Et si demain les femmes se mettaient à siffler les hommes dans la rue et à les juger jusque dans leur épilation ? Et que les stéréotypes masculins étaient soudainement inversés et appliqués aux femmes ? Je ne suis pas un homme facile offre ici la vision détonante et piquante de la réalisatrice française Eléonore Pourriat, repérée par le géant Netflix suite à son court métrage Majorité Opprimée (2010) qui lui a suggéré l’idée folle d’adapter ce court en long métrage et de le produire. Ce film montre, dans la continuité du mouvement #MeToo, la façon dont la société actuelle impose des normes à suivre et combien il est difficile de s’en défaire. Abordé non pas du point de vue d’une femme, mais de celui de Damien (Vincent Elbaz), qui, suite à un choc avec un poteau - alors qu’il faisait une réflexion à une femme dans la rue - devient confronté à une société dans laquelle Alexandra (Marie-Sophie Ferdane), qu’il draguait ouvertement, devient celle qui l’oppresse mais qui l’aime.


Dans ce monde que la réalisatrice met en scène, les femmes ont le pouvoir, mais sont aussi méprisantes que les hommes à qui elles ont affaire dans notre société. Présenté comme une comédie romantique, le film a un déroulement classique et sans accrocs, nos deux protagonistes tombent amoureux non pas sans difficultés, mais ses clichés sont ici totalement brisés puisque l’homme a le rôle de la femme, et inversement. Enchaînement et accumulation à l’extrême de scènes loufoques au limite du grossier (les réflexions que les femmes lancent à Damien sans gêne, le choc que celui-ci a quand il croise une femme topless dans la rue, mais aussi son épilation imposée en « ticket de métro »), le film rend compte des normes ridicules que l’on attribue trop souvent aux femmes, en les attribuant aux hommes, ce qui choque bien plus aisément un public n’ayant pas conscience de la façon dont notre société est genrée. On salue ensuite le nombre impressionnant de détails et de références dans le film, plus ou moins évidents à repérer (une citation du film Le Mépris version masculine, l’effet miroir entre l’histoire de Damien et la vie d’Alexandra, les nombreuses publicités de beauté tournées en dérision, etc.).


Le film au premier abord pourrait être pris comme simplement féministe, mais il remet également la question du genre au-delà des simples exemples vus dans le film.
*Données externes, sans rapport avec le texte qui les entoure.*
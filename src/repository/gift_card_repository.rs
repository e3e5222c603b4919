use async_trait::async_trait;
use chrono::{DateTime, NaiveDateTime, Utc};
use sqlx::{FromRow, SqliteConnection, SqlitePool};
use uuid::Uuid;

use crate::{
    domain::{normalize_gift_card_code, GiftCard, GiftCardStatus},
    error::{AppError, Result},
    repository::{parse_uuid, to_utc, GiftCardRepository},
};

#[derive(FromRow)]
struct GiftCardRow {
    id: String,
    code: String,
    initial_amount_ore: i64,
    balance_ore: i64,
    status: String,
    buyer_name: String,
    buyer_email: String,
    recipient_name: Option<String>,
    recipient_email: Option<String>,
    message: Option<String>,
    pdf_path: Option<String>,
    sent_at: Option<NaiveDateTime>,
    expires_at: Option<NaiveDateTime>,
    created_at: NaiveDateTime,
    updated_at: NaiveDateTime,
}

const GIFT_CARD_COLUMNS: &str = r#"
    id, code, initial_amount_ore, balance_ore, status, buyer_name, buyer_email,
    recipient_name, recipient_email, message, pdf_path, sent_at, expires_at,
    created_at, updated_at
"#;

pub struct SqliteGiftCardRepository {
    pool: SqlitePool,
}

impl SqliteGiftCardRepository {
    pub fn new(pool: SqlitePool) -> Self {
        Self { pool }
    }

    fn row_to_gift_card(row: GiftCardRow) -> Result<GiftCard> {
        Ok(GiftCard {
            id: parse_uuid(&row.id)?,
            code: row.code,
            initial_amount_ore: row.initial_amount_ore,
            balance_ore: row.balance_ore,
            status: GiftCardStatus::parse(&row.status)?,
            buyer_name: row.buyer_name,
            buyer_email: row.buyer_email,
            recipient_name: row.recipient_name,
            recipient_email: row.recipient_email,
            message: row.message,
            pdf_path: row.pdf_path,
            sent_at: row.sent_at.map(to_utc),
            expires_at: row.expires_at.map(to_utc),
            created_at: to_utc(row.created_at),
            updated_at: to_utc(row.updated_at),
        })
    }
}

pub(crate) async fn insert_gift_card(conn: &mut SqliteConnection, card: &GiftCard) -> Result<()> {
    sqlx::query(
        r#"
        INSERT INTO gift_cards (
            id, code, initial_amount_ore, balance_ore, status, buyer_name, buyer_email,
            recipient_name, recipient_email, message, pdf_path, expires_at,
            created_at, updated_at
        ) VALUES (?, ?, ?, ?, ?, ?, ?, ?, ?, ?, ?, ?, ?, ?)
        "#
    )
    .bind(card.id.to_string())
    .bind(&card.code)
    .bind(card.initial_amount_ore)
    .bind(card.balance_ore)
    .bind(card.status.as_str())
    .bind(&card.buyer_name)
    .bind(&card.buyer_email)
    .bind(&card.recipient_name)
    .bind(&card.recipient_email)
    .bind(&card.message)
    .bind(&card.pdf_path)
    .bind(card.expires_at.map(|dt| dt.naive_utc()))
    .bind(card.created_at.naive_utc())
    .bind(card.updated_at.naive_utc())
    .execute(&mut *conn)
    .await?;

    Ok(())
}

pub(crate) async fn find_gift_card_in(conn: &mut SqliteConnection, id: Uuid) -> Result<Option<GiftCard>> {
    let row = sqlx::query_as::<_, GiftCardRow>(&format!(
        "SELECT {} FROM gift_cards WHERE id = ?",
        GIFT_CARD_COLUMNS
    ))
    .bind(id.to_string())
    .fetch_optional(&mut *conn)
    .await?;

    row.map(SqliteGiftCardRepository::row_to_gift_card).transpose()
}

pub(crate) async fn find_gift_card_by_code_in(
    conn: &mut SqliteConnection,
    code: &str,
) -> Result<Option<GiftCard>> {
    let row = sqlx::query_as::<_, GiftCardRow>(&format!(
        "SELECT {} FROM gift_cards WHERE code = ?",
        GIFT_CARD_COLUMNS
    ))
    .bind(normalize_gift_card_code(code))
    .fetch_optional(&mut *conn)
    .await?;

    row.map(SqliteGiftCardRepository::row_to_gift_card).transpose()
}

/// Pending → Active with a fresh balance and expiry. No-op for any other status.
pub(crate) async fn activate_gift_card_in(
    conn: &mut SqliteConnection,
    id: Uuid,
    expires_at: DateTime<Utc>,
) -> Result<bool> {
    let result = sqlx::query(
        r#"
        UPDATE gift_cards
        SET status = 'Active', balance_ore = initial_amount_ore, expires_at = ?, updated_at = ?
        WHERE id = ? AND status = 'Pending'
        "#
    )
    .bind(expires_at.naive_utc())
    .bind(Utc::now().naive_utc())
    .bind(id.to_string())
    .execute(&mut *conn)
    .await?;

    Ok(result.rows_affected() > 0)
}

/// Draws `amount_ore` from an active, unexpired card. The guard in the WHERE
/// clause makes a concurrent double-spend fail instead of going negative.
pub(crate) async fn draw_balance_in(
    conn: &mut SqliteConnection,
    id: Uuid,
    amount_ore: i64,
) -> Result<()> {
    let now = Utc::now().naive_utc();
    let result = sqlx::query(
        r#"
        UPDATE gift_cards
        SET balance_ore = balance_ore - ?,
            status = CASE WHEN balance_ore - ? = 0 THEN 'Redeemed' ELSE status END,
            updated_at = ?
        WHERE id = ? AND status = 'Active' AND balance_ore >= ?
          AND (expires_at IS NULL OR expires_at > ?)
        "#
    )
    .bind(amount_ore)
    .bind(amount_ore)
    .bind(now)
    .bind(id.to_string())
    .bind(amount_ore)
    .bind(now)
    .execute(&mut *conn)
    .await?;

    if result.rows_affected() == 0 {
        return Err(AppError::Payment("Gift card balance is insufficient or the card is not valid".to_string()));
    }
    Ok(())
}

/// Returns a previously drawn amount, re-activating a fully redeemed card.
pub(crate) async fn restore_balance_in(
    conn: &mut SqliteConnection,
    code: &str,
    amount_ore: i64,
) -> Result<()> {
    sqlx::query(
        r#"
        UPDATE gift_cards
        SET balance_ore = MIN(balance_ore + ?, initial_amount_ore),
            status = CASE WHEN status = 'Redeemed' THEN 'Active' ELSE status END,
            updated_at = ?
        WHERE code = ?
        "#
    )
    .bind(amount_ore)
    .bind(Utc::now().naive_utc())
    .bind(normalize_gift_card_code(code))
    .execute(&mut *conn)
    .await?;

    Ok(())
}

pub(crate) async fn set_gift_card_status_in(
    conn: &mut SqliteConnection,
    id: Uuid,
    status: GiftCardStatus,
) -> Result<bool> {
    let result = sqlx::query(
        "UPDATE gift_cards SET status = ?, updated_at = ? WHERE id = ? AND status != ?"
    )
    .bind(status.as_str())
    .bind(Utc::now().naive_utc())
    .bind(id.to_string())
    .bind(status.as_str())
    .execute(&mut *conn)
    .await?;

    Ok(result.rows_affected() > 0)
}

#[async_trait]
impl GiftCardRepository for SqliteGiftCardRepository {
    async fn find_by_id(&self, id: Uuid) -> Result<Option<GiftCard>> {
        let mut conn = self.pool.acquire().await?;
        find_gift_card_in(&mut conn, id).await
    }

    async fn find_by_code(&self, code: &str) -> Result<Option<GiftCard>> {
        let mut conn = self.pool.acquire().await?;
        find_gift_card_by_code_in(&mut conn, code).await
    }

    async fn list(&self, status: Option<GiftCardStatus>, limit: i64, offset: i64) -> Result<Vec<GiftCard>> {
        let rows = sqlx::query_as::<_, GiftCardRow>(&format!(
            r#"
            SELECT {} FROM gift_cards
            WHERE (? IS NULL OR status = ?)
            ORDER BY created_at DESC
            LIMIT ? OFFSET ?
            "#,
            GIFT_CARD_COLUMNS
        ))
        .bind(status.map(|s| s.as_str()))
        .bind(status.map(|s| s.as_str()))
        .bind(limit)
        .bind(offset)
        .fetch_all(&self.pool)
        .await?;

        rows.into_iter().map(Self::row_to_gift_card).collect()
    }

    async fn update_status(&self, id: Uuid, status: GiftCardStatus) -> Result<GiftCard> {
        let mut conn = self.pool.acquire().await?;
        set_gift_card_status_in(&mut conn, id, status).await?;
        find_gift_card_in(&mut conn, id).await?
            .ok_or_else(|| AppError::NotFound("Gift card not found".to_string()))
    }

    async fn set_pdf_path(&self, id: Uuid, pdf_path: &str) -> Result<()> {
        sqlx::query("UPDATE gift_cards SET pdf_path = ?, updated_at = ? WHERE id = ?")
            .bind(pdf_path)
            .bind(Utc::now().naive_utc())
            .bind(id.to_string())
            .execute(&self.pool)
            .await?;
        Ok(())
    }

    async fn mark_sent(&self, id: Uuid) -> Result<()> {
        sqlx::query("UPDATE gift_cards SET sent_at = ?, updated_at = ? WHERE id = ?")
            .bind(Utc::now().naive_utc())
            .bind(Utc::now().naive_utc())
            .bind(id.to_string())
            .execute(&self.pool)
            .await?;
        Ok(())
    }

    async fn expire_overdue(&self) -> Result<u64> {
        let now = Utc::now().naive_utc();
        let result = sqlx::query(
            r#"
            UPDATE gift_cards
            SET status = 'Expired', updated_at = ?
            WHERE status = 'Active' AND expires_at IS NOT NULL AND expires_at <= ?
            "#
        )
        .bind(now)
        .bind(now)
        .execute(&self.pool)
        .await?;

        Ok(result.rows_affected())
    }
}
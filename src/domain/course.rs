use chrono::{DateTime, Utc};
use serde::{Deserialize, Serialize};
use uuid::Uuid;
use validator::Validate;

use crate::error::{AppError, Result};

/// Reusable definition of a course: what it is and what it costs.
#[derive(Debug, Clone, Serialize, Deserialize)]
pub struct CourseTemplate {
    pub id: Uuid,
    pub title: String,
    pub slug: String,
    pub description: String,
    pub price_ore: i64,
    pub duration_minutes: i32,
    pub default_max_participants: i32,
    pub image_url: Option<String>,
    pub active: bool,
    pub created_at: DateTime<Utc>,
    pub updated_at: DateTime<Utc>,
}

/// A scheduled occurrence of a template.
#[derive(Debug, Clone, Serialize, Deserialize)]
pub struct CourseInstance {
    pub id: Uuid,
    pub template_id: Uuid,
    pub starts_at: DateTime<Utc>,
    pub ends_at: DateTime<Utc>,
    pub max_participants: i32,
    pub current_participants: i32,
    pub status: CourseInstanceStatus,
    pub notes: Option<String>,
    pub created_at: DateTime<Utc>,
    pub updated_at: DateTime<Utc>,
}

impl CourseInstance {
    pub fn spots_left(&self) -> i32 {
        (self.max_participants - self.current_participants).max(0)
    }

    pub fn is_bookable(&self, now: DateTime<Utc>) -> bool {
        self.status == CourseInstanceStatus::Scheduled
            && self.starts_at > now
            && self.spots_left() > 0
    }
}

#[derive(Debug, Clone, Copy, Serialize, Deserialize, PartialEq, Eq)]
pub enum CourseInstanceStatus {
    Scheduled,
    Cancelled,
}

impl CourseInstanceStatus {
    pub fn as_str(&self) -> &'static str {
        match self {
            CourseInstanceStatus::Scheduled => "Scheduled",
            CourseInstanceStatus::Cancelled => "Cancelled",
        }
    }

    pub fn parse(s: &str) -> Result<Self> {
        match s {
            "Scheduled" => Ok(CourseInstanceStatus::Scheduled),
            "Cancelled" => Ok(CourseInstanceStatus::Cancelled),
            _ => Err(AppError::Database(format!("Invalid course instance status: {}", s))),
        }
    }
}

#[derive(Debug, Clone, Serialize, Deserialize, Validate)]
pub struct CreateCourseTemplateRequest {
    #[validate(length(min = 1, max = 200, message = "must be 1-200 characters"))]
    pub title: String,
    pub slug: Option<String>,
    #[validate(length(max = 10000))]
    pub description: String,
    #[validate(range(min = 0, message = "must not be negative"))]
    pub price_ore: i64,
    #[validate(range(min = 15, max = 1440, message = "must be 15-1440 minutes"))]
    pub duration_minutes: i32,
    #[validate(range(min = 1, max = 100, message = "must be 1-100"))]
    pub default_max_participants: i32,
    pub image_url: Option<String>,
}

#[derive(Debug, Clone, Serialize, Deserialize, Default)]
pub struct UpdateCourseTemplateRequest {
    pub title: Option<String>,
    pub description: Option<String>,
    pub price_ore: Option<i64>,
    pub duration_minutes: Option<i32>,
    pub default_max_participants: Option<i32>,
    pub image_url: Option<String>,
    pub active: Option<bool>,
}

#[derive(Debug, Clone, Serialize, Deserialize)]
pub struct CreateCourseInstanceRequest {
    pub template_id: Uuid,
    pub starts_at: DateTime<Utc>,
    /// Defaults to `starts_at + template.duration_minutes`.
    pub ends_at: Option<DateTime<Utc>>,
    /// Defaults to the template's participant limit.
    pub max_participants: Option<i32>,
    pub notes: Option<String>,
}

/// The studio's wall clock, whatever zone the server runs in.
pub const STUDIO_TZ: chrono_tz::Tz = chrono_tz::Europe::Stockholm;

/// `2026-03-14 18:00` in Stockholm time.
pub fn format_local(dt: DateTime<Utc>) -> String {
    dt.with_timezone(&STUDIO_TZ).format("%Y-%m-%d %H:%M").to_string()
}

/// Parses an HTML `datetime-local` value (`2026-03-14T18:00`) as Stockholm time.
/// Times inside the spring-forward gap do not exist and yield `None`; during the
/// autumn overlap the earlier instant wins.
pub fn parse_local_datetime(value: &str) -> Option<DateTime<Utc>> {
    let naive = chrono::NaiveDateTime::parse_from_str(value.trim(), "%Y-%m-%dT%H:%M").ok()?;
    naive
        .and_local_timezone(STUDIO_TZ)
        .earliest()
        .map(|dt| dt.with_timezone(&Utc))
}

/// Lowercase ASCII slug; Swedish letters are transliterated.
pub fn slugify(input: &str) -> String {
    let mut slug = String::with_capacity(input.len());
    let mut last_dash = true;
    for ch in input.trim().to_lowercase().chars() {
        let mapped = match ch {
            'å' | 'ä' | 'à' | 'á' => Some('a'),
            'ö' | 'ø' | 'ó' => Some('o'),
            'é' | 'è' => Some('e'),
            c if c.is_ascii_alphanumeric() => Some(c),
            _ => None,
        };
        match mapped {
            Some(c) => {
                slug.push(c);
                last_dash = false;
            }
            None if !last_dash => {
                slug.push('-');
                last_dash = true;
            }
            None => {}
        }
    }
    slug.trim_end_matches('-').to_string()
}

#[cfg(test)]
mod tests {
    use super::*;
    use chrono::Duration;

    fn instance(max: i32, current: i32, starts_in_hours: i64) -> CourseInstance {
        let now = Utc::now();
        CourseInstance {
            id: Uuid::new_v4(),
            template_id: Uuid::new_v4(),
            starts_at: now + Duration::hours(starts_in_hours),
            ends_at: now + Duration::hours(starts_in_hours + 3),
            max_participants: max,
            current_participants: current,
            status: CourseInstanceStatus::Scheduled,
            notes: None,
            created_at: now,
            updated_at: now,
        }
    }

    #[test]
    fn test_slugify() {
        assert_eq!(slugify("Drejning för nybörjare"), "drejning-for-nyborjare");
        assert_eq!(slugify("  Raku -- kväll! "), "raku-kvall");
    }

    #[test]
    fn test_local_times_are_stockholm() {
        let winter = parse_local_datetime("2026-01-15T18:00").unwrap();
        assert_eq!(winter.to_rfc3339(), "2026-01-15T17:00:00+00:00");
        let summer = parse_local_datetime("2026-07-01T18:00").unwrap();
        assert_eq!(summer.to_rfc3339(), "2026-07-01T16:00:00+00:00");
        assert_eq!(format_local(summer), "2026-07-01 18:00");

        assert!(parse_local_datetime("2026-03-29T02:30").is_none());
        let overlap = parse_local_datetime("2026-10-25T02:30").unwrap();
        assert_eq!(overlap.to_rfc3339(), "2026-10-25T00:30:00+00:00");
        assert!(parse_local_datetime("next tuesday").is_none());
    }

    #[test]
    fn test_bookable() {
        let now = Utc::now();
        assert!(instance(8, 3, 24).is_bookable(now));
        assert!(!instance(8, 8, 24).is_bookable(now));
        assert!(!instance(8, 0, -1).is_bookable(now));

        let mut cancelled = instance(8, 0, 24);
        cancelled.status = CourseInstanceStatus::Cancelled;
        assert!(!cancelled.is_bookable(now));
    }

    #[test]
    fn test_spots_left_never_negative() {
        assert_eq!(instance(4, 6, 24).spots_left(), 0);
    }

    #[test]
    fn test_parse_local_datetime_roundtrips_display() {
        let parsed = parse_local_datetime("2026-03-14T18:00").unwrap();
        assert_eq!(format_local(parsed), "2026-03-14 18:00");
        assert!(parse_local_datetime("14/3 18:00").is_none());
    }
}
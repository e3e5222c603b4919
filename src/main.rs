use std::sync::Arc;

use sqlx::sqlite::SqlitePoolOptions;
use tracing_subscriber::{layer::SubscriberExt, util::SubscriberInitExt};

use lerhuset::{
    api,
    auth::AuthService,
    config::Settings,
    email::{LogMailer, Mailer, SmtpMailer},
    jobs,
    payments::{PaymentProvider, SwishClient},
    service::ServiceContext,
};

#[tokio::main]
async fn main() -> anyhow::Result<()> {
    dotenvy::dotenv().ok();

    // Initialize tracing
    tracing_subscriber::registry()
        .with(
            tracing_subscriber::EnvFilter::try_from_default_env()
                .unwrap_or_else(|_| "lerhuset=debug,tower_http=debug".into()),
        )
        .with(tracing_subscriber::fmt::layer())
        .init();

    // Load configuration
    let settings = Settings::new().unwrap_or_else(|e| {
        tracing::warn!("Failed to load config: {}. Using defaults.", e);
        Settings::default()
    });

    tracing::info!("Starting Lerhuset on {}:{}", settings.server.host, settings.server.port);

    // Initialize database
    let db_pool = SqlitePoolOptions::new()
        .max_connections(settings.database.max_connections)
        .connect(&settings.database.url)
        .await?;

    sqlx::migrate!("./migrations").run(&db_pool).await?;

    let provider: Option<Arc<dyn PaymentProvider>> = if settings.swish.enabled {
        tracing::info!(api_url = %settings.swish.api_url, "Swish payments enabled");
        Some(Arc::new(SwishClient::new(&settings.swish)?))
    } else {
        tracing::info!("Swish payments disabled");
        None
    };

    let mailer: Arc<dyn Mailer> = if settings.email.enabled {
        tracing::info!(host = %settings.email.smtp_host, "SMTP email enabled");
        Arc::new(SmtpMailer::new(&settings.email)?)
    } else {
        tracing::info!("SMTP disabled, outgoing email is only logged");
        Arc::new(LogMailer)
    };

    let poll_interval = settings.jobs.poll_interval_secs;
    let bind_addr = format!("{}:{}", settings.server.host, settings.server.port);
    let service_context = Arc::new(ServiceContext::new(db_pool, settings, provider, mailer));

    bootstrap_admin(&service_context).await?;

    if poll_interval > 0 {
        jobs::spawn_poller(service_context.clone(), poll_interval);
    }

    let app = api::create_app(service_context);

    let listener = tokio::net::TcpListener::bind(&bind_addr).await?;
    tracing::info!("Server listening on http://{}", bind_addr);

    axum::serve(listener, app).await?;

    Ok(())
}

/// Creates the first admin from LERHUSET_ADMIN_EMAIL / LERHUSET_ADMIN_PASSWORD
/// when the admin table is empty.
async fn bootstrap_admin(ctx: &ServiceContext) -> anyhow::Result<()> {
    if ctx.admin_repo.count().await? > 0 {
        return Ok(());
    }

    let (Ok(email), Ok(password)) = (
        std::env::var("LERHUSET_ADMIN_EMAIL"),
        std::env::var("LERHUSET_ADMIN_PASSWORD"),
    ) else {
        tracing::warn!("No admin accounts exist; set LERHUSET_ADMIN_EMAIL and LERHUSET_ADMIN_PASSWORD or run the seed binary");
        return Ok(());
    };

    let hash = AuthService::hash_password(&password).await?;
    let admin = ctx.admin_repo.create(&email, "Administratör", &hash).await?;
    tracing::info!(admin_id = %admin.id, email = %admin.email, "Created initial admin account");
    Ok(())
}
On parle ici d’attitude, de façon d’être, et comme Damien, et Alexandra, la situation nous amène à nous demander : Qu’est-ce qu’être un homme, ou une femme ? C’est une réelle déconstruction du genre que Pourriat amène avec ses femmes « masculines », ses hommes « féminins », et une fabuleuse scène de boîte de nuit en milieu de film, abordant pour la première fois du film des questions LGBT (la supposée homosexualité de Damien par Alexandra, et la chanteuse drag queen), nous faisant presque oublier que les femmes dominent tant le genre et ses stéréotypes semblent s’effacer de l’histoire, laissant place à une liberté (quasi) totale des attitudes des personnages.


On peut espérer de ce film - au-delà du rire provoqué et de son absurdité - qu’il portera une nouvelle réflexion sur la question du genre et du féminisme en France et dans le monde, autant chez les féministes que chez des néophytes prenant tout juste connaissance de l’ampleur de ce phénomène qu’est le sexisme. Et comme le dirait la célèbre Simone de Beauvoir, « On ne naît pas femme, on le devient ».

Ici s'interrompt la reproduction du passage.